Horizon scanning the creative arts

In step with profound changes in the form and function of universities, creative arts research has been undergoing a process of transformation. While the past decade has been spent consolidating the creative arts into the evolving academy … the landscape we now face promises ongoing dramatic changes.

By Professor Dennis Del Favero

As we move deeper into the disruptive 21st century, it is worthwhile considering the opportunities and risks that face creative arts research within its university setting. In step with profound changes in the form and function of universities (1), creative arts research has been undergoing a process of transformation (2). While the past decade has been spent consolidating the creative arts into the evolving academy through integration of art and design schools, recredentialing programs and legitimating arts practices as valid forms of research, the landscape we now face promises ongoing dramatic changes.

Universities are becoming increasingly dynamic with worldwide growth … of the multi-functional university as the paradigm for post-school education. Concurrently, there is a continuing decline in … single-discipline institutes, and in many cases even schools and whole faculties, clearly evident in domains such as the creative arts.

To begin with, the university as a living and changing form of knowledge practice is currently shifting from a singularly defined agency, predicated on pre-set disciplinary codification and occupational credentialing, into a ‘multiversity’, or multi-functional agency. Existing disciplines are mutating as new ones are forged and their practices digitised. Student and community expectations are diversifying in the face of constantly evolving career streams. The commercial sector is seeking to disengage research, teaching and service, while governments are progressively framing knowledge production in terms of strategic priorities. As multi-agencies for knowledge, training and engagement, universities are becoming increasingly dynamic with worldwide growth in student participation, global expansion in research activity and outputs, and international spread of the multi-functional university as the paradigm for post-school education. Concurrently, there is a continuing decline in the number and role of single-discipline institutes, and in many cases even schools and whole faculties, clearly evident in domains such as the creative arts.
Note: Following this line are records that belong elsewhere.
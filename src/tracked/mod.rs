//! Tracked branches: consolidated status across servers and the cached
//! queries over it.

pub mod aggregator;
pub mod service;
pub mod status;

pub use service::TrackedService;
pub use status::{ChainAtServerStatus, ConsolidatedStatus, SuiteCurrentStatus};
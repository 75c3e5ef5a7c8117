use std::collections::HashMap;

/// API token for one CI server. Never printed.
#[derive(Clone, PartialEq, Eq)]
pub struct Token(String);

impl Token {
    pub fn as_str(&self) -> &str {
        &self.0
    }
}

impl From<&str> for Token {
    fn from(value: &str) -> Self {
        Self(value.to_string())
    }
}

impl From<String> for Token {
    fn from(value: String) -> Self {
        Self(value)
    }
}

impl std::fmt::Debug for Token {
    fn fmt(&self, f: &mut std::fmt::Formatter<'_>) -> std::fmt::Result {
        f.write_str("Token(***)")
    }
}

/// The caller's identity and per-server tokens.
#[derive(Debug, Clone, Default)]
pub struct Credentials {
    principal: String,
    tokens: HashMap<String, Token>,
    anonymous_servers: Vec<String>,
}

impl Credentials {
    pub fn new(principal: impl Into<String>) -> Self {
        Self {
            principal: principal.into(),
            ..Self::default()
        }
    }

    #[must_use]
    pub fn with_token(mut self, server_id: impl Into<String>, token: Token) -> Self {
        self.tokens.insert(server_id.into(), token);
        self
    }

    /// Grants access to a server that accepts unauthenticated requests.
    #[must_use]
    pub fn with_anonymous(mut self, server_id: impl Into<String>) -> Self {
        self.anonymous_servers.push(server_id.into());
        self
    }

    /// Scope under which cached results computed for this caller are shared.
    pub fn scope(&self) -> &str {
        &self.principal
    }

    pub fn token(&self, server_id: &str) -> Option<&Token> {
        self.tokens.get(server_id)
    }

    pub fn has_server(&self, server_id: &str) -> bool {
        self.tokens.contains_key(server_id) || self.anonymous_servers.iter().any(|s| s == server_id)
    }
}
Within this evolving terrain, creative arts research and its corresponding practices are also changing and growing in a number of significant ways: Firstly, collaborative research in the creative arts and the arts more broadly, while starting from a low base compared to STEM’s norm of collaboration across all fields, is now an emergent trend (3) at both higher-degree and faculty levels. Secondly, creative arts’ definition as a practice of investigation that can articulate and address specific research problems is now well established in large part due to the changes initiated through governmental frameworks, such as the Australian Research Council’s ERA that was introduced in 2008. Thirdly, coupled with growth in collaborative activity, this formulation has led to a deeper conceptual definition of creativity, so that rather than speaking of human creativity alone, there is a growing understanding of creativity as an environment that comprises conceptual, material, technological and human agencies (4). Fourthly, in response to student, community and industry drivers, universities are now offering inter-disciplinary and multi-disciplinary creative arts programs, whether within existing traditional disciplinary frameworks or in tandem with other fields of research.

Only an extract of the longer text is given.